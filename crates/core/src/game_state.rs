//! Game state module - ties the board, matcher, and swap controller together
//!
//! This is what the input layer and the renderer talk to. Input arrives as
//! `begin_select` / `drag_to` / `release`; time arrives as `tick`; the renderer
//! pulls a [`BoardSnapshot`] (or drives a [`Presenter`]) each frame.

use tracing::info;

use crate::board::Board;
use crate::config::BoardConfig;
use crate::error::BoardError;
use crate::matcher::{HighlightMap, MatchEngine};
use crate::palette::Palette;
use crate::rng::SimpleRng;
use crate::snapshot::{BoardSnapshot, PieceSnapshot, Presenter};
use crate::swap::{MotionSettings, SwapController, SwapOutcome, SwapState};
use crate::types::Coord;

/// Complete game state
#[derive(Debug, Clone)]
pub struct GameState {
    board: Board,
    swap: SwapController,
    engine: MatchEngine,
    motion: MotionSettings,
    seed: u32,
    swaps: u32,
    last_outcome: Option<SwapOutcome>,
}

impl GameState {
    /// Build and randomly fill a board from configuration.
    ///
    /// Fails on non-positive dimensions or an unusable palette.
    pub fn new(config: &BoardConfig) -> Result<Self, BoardError> {
        let mut board = Board::new(config.width, config.height)?;
        let palette = Palette::resolve(&config.palette, config.strict_palette)?;
        let mut rng = SimpleRng::new(config.seed);
        board.fill_random(&palette, &mut rng);
        info!(
            seed = config.seed,
            colors = palette.len(),
            "board ready"
        );

        Ok(Self::from_board(board, config.motion()).with_seed(config.seed))
    }

    /// Wrap an already-populated board.
    pub fn from_board(board: Board, motion: MotionSettings) -> Self {
        Self {
            board,
            swap: SwapController::new(),
            engine: MatchEngine::default(),
            motion,
            seed: 0,
            swaps: 0,
            last_outcome: None,
        }
    }

    fn with_seed(mut self, seed: u32) -> Self {
        self.seed = seed;
        self
    }

    pub fn board(&self) -> &Board {
        &self.board
    }

    pub fn seed(&self) -> u32 {
        self.seed
    }

    pub fn swaps(&self) -> u32 {
        self.swaps
    }

    pub fn motion(&self) -> MotionSettings {
        self.motion
    }

    pub fn swap_state(&self) -> SwapState {
        self.swap.state()
    }

    pub fn last_outcome(&self) -> Option<&SwapOutcome> {
        self.last_outcome.as_ref()
    }

    pub fn begin_select(&mut self, cell: Coord) {
        self.swap.begin_select(cell);
    }

    pub fn drag_to(&mut self, cell: Coord) {
        self.swap.drag_to(cell);
    }

    pub fn release(&mut self) -> SwapOutcome {
        let outcome = self.swap.release(&mut self.board, self.motion);
        match &outcome {
            SwapOutcome::Cancelled => {}
            SwapOutcome::Swapped { .. } => {
                self.swaps += 1;
                self.last_outcome = Some(outcome.clone());
            }
            SwapOutcome::Rejected(_) => {
                self.last_outcome = Some(outcome.clone());
            }
        }
        outcome
    }

    /// Advance piece animations. Returns how many pieces are still moving.
    pub fn tick(&mut self, dt_ms: u32) -> usize {
        self.board.tick_motion(dt_ms)
    }

    /// Recompute the board-wide highlight layer.
    pub fn highlights(&self) -> HighlightMap {
        self.engine.highlights(&self.board)
    }

    pub fn snapshot(&self) -> BoardSnapshot {
        let mut pieces = Vec::with_capacity(self.board.pieces().len());
        for y in 0..self.board.height() {
            for x in 0..self.board.width() {
                let Ok(Some(piece)) = self.board.piece_at(x, y) else {
                    continue;
                };
                pieces.push(PieceSnapshot {
                    id: piece.id(),
                    color: piece.color(),
                    cell: piece.position(),
                    render: piece.render_position(),
                    moving: piece.is_moving(),
                });
            }
        }

        let state = self.swap.state();
        let status = self.last_outcome.as_ref().map(|o| match o {
            SwapOutcome::Swapped { a, b } => format!("swapped {} <-> {}", a, b),
            SwapOutcome::Rejected(err) => err.to_string(),
            SwapOutcome::Cancelled => String::new(),
        });

        BoardSnapshot {
            width: self.board.width(),
            height: self.board.height(),
            pieces,
            highlights: self.highlights(),
            selected: state.selected(),
            target: state.target(),
            swaps: self.swaps,
            status,
        }
    }

    /// Drive a presenter with the current frame.
    pub fn present<P: Presenter + ?Sized>(&self, presenter: &mut P) {
        self.snapshot().present(presenter);
    }
}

^^^^^^^^

All records shown above need to be written out again verbatim.

### Exercise response:
filename crates/core/src/game_state.rs
//! Game state module - ties the board, matcher, and swap controller together
//!
//! This is what the input layer and the renderer talk to. Input arrives as
//! `begin_select` / `drag_to` / `release`; time arrives as `tick`; the renderer
//! pulls a [`BoardSnapshot`] (or drives a [`Presenter`]) each frame.

use tracing::info;

use crate::board::Board;
use crate::config::BoardConfig;
use crate::error::BoardError;
use crate::matcher::{HighlightMap, MatchEngine};
use crate::palette::Palette;
use crate::rng::SimpleRng;
use crate::snapshot::{BoardSnapshot, PieceSnapshot, Presenter};
use crate::swap::{MotionSettings, SwapController, SwapOutcome, SwapState};
use crate::types::Coord;

/// Complete game state
#[derive(Debug, Clone)]
pub struct GameState {
    board: Board,
    swap: SwapController,
    engine: MatchEngine,
    motion: MotionSettings,
    seed: u32,
    swaps: u32,
    last_outcome: Option<SwapOutcome>,
}

impl GameState {
    /// Build and randomly fill a board from configuration.
    ///
    /// Fails on non-positive dimensions or an unusable palette.
    pub fn new(config: &BoardConfig) -> Result<Self, BoardError> {
        let mut board = Board::new(config.width, config.height)?;
        let palette = Palette::resolve(&config.palette, config.strict_palette)?;
        let mut rng = SimpleRng::new(config.seed);
        board.fill_random(&palette, &mut rng);
        info!(
            seed = config.seed,
            colors = palette.len(),
            "board ready"
        );

        Ok(Self::from_board(board, config.motion()).with_seed(config.seed))
    }

    /// Wrap an already-populated board.
    pub fn from_board(board: Board, motion: MotionSettings) -> Self {
        Self {
            board,
            swap: SwapController::new(),
            engine: MatchEngine::default(),
            motion,
            seed: 0,
            swaps: 0,
            last_outcome: None,
        }
    }

    fn with_seed(mut self, seed: u32) -> Self {
        self.seed = seed;
        self
    }

    pub fn board(&self) -> &Board {
        &self.board
    }

    pub fn seed(&self) -> u32 {
        self.seed
    }

    pub fn swaps(&self) -> u32 {
        self.swaps
    }

    pub fn motion(&self) -> MotionSettings {
        self.motion
    }

    pub fn swap_state(&self) -> SwapState {
        self.swap.state()
    }

    pub fn last_outcome(&self) -> Option<&SwapOutcome> {
        self.last_outcome.as_ref()
    }

    pub fn begin_select(&mut self, cell: Coord) {
        self.swap.begin_select(cell);
    }

    pub fn drag_to(&mut self, cell: Coord) {
        self.swap.drag_to(cell);
    }

    pub fn release(&mut self) -> SwapOutcome {
        let outcome = self.swap.release(&mut self.board, self.motion);
        match &outcome {
            SwapOutcome::Cancelled => {}
            SwapOutcome::Swapped { .. } => {
                self.swaps += 1;
                self.last_outcome = Some(outcome.clone());
            }
            SwapOutcome::Rejected(_) => {
                self.last_outcome = Some(outcome.clone());
            }
        }
        outcome
    }

    /// Advance piece animations. Returns how many pieces are still moving.
    pub fn tick(&mut self, dt_ms: u32) -> usize {
        self.board.tick_motion(dt_ms)
    }

    /// Recompute the board-wide highlight layer.
    pub fn highlights(&self) -> HighlightMap {
        self.engine.highlights(&self.board)
    }

    pub fn snapshot(&self) -> BoardSnapshot {
        let mut pieces = Vec::with_capacity(self.board.pieces().len());
        for y in 0..self.board.height() {
            for x in 0..self.board.width() {
                let Ok(Some(piece)) = self.board.piece_at(x, y) else {
                    continue;
                };
                pieces.push(PieceSnapshot {
                    id: piece.id(),
                    color: piece.color(),
                    cell: piece.position(),
                    render: piece.render_position(),
                    moving: piece.is_moving(),
                });
            }
        }

        let state = self.swap.state();
        let status = self.last_outcome.as_ref().map(|o| match o {
            SwapOutcome::Swapped { a, b } => format!("swapped {} <-> {}", a, b),
            SwapOutcome::Rejected(err) => err.to_string(),
            SwapOutcome::Cancelled => String::new(),
        });

        BoardSnapshot {
            width: self.board.width(),
            height: self.board.height(),
            pieces,
            highlights: self.highlights(),
            selected: state.selected(),
            target: state.target(),
            swaps: self.swaps,
            status,
        }
    }

    /// Drive a presenter with the current frame.
    pub fn present<P: Presenter + ?Sized>(&self, presenter: &mut P) {
        self.snapshot().present(presenter);
    }
}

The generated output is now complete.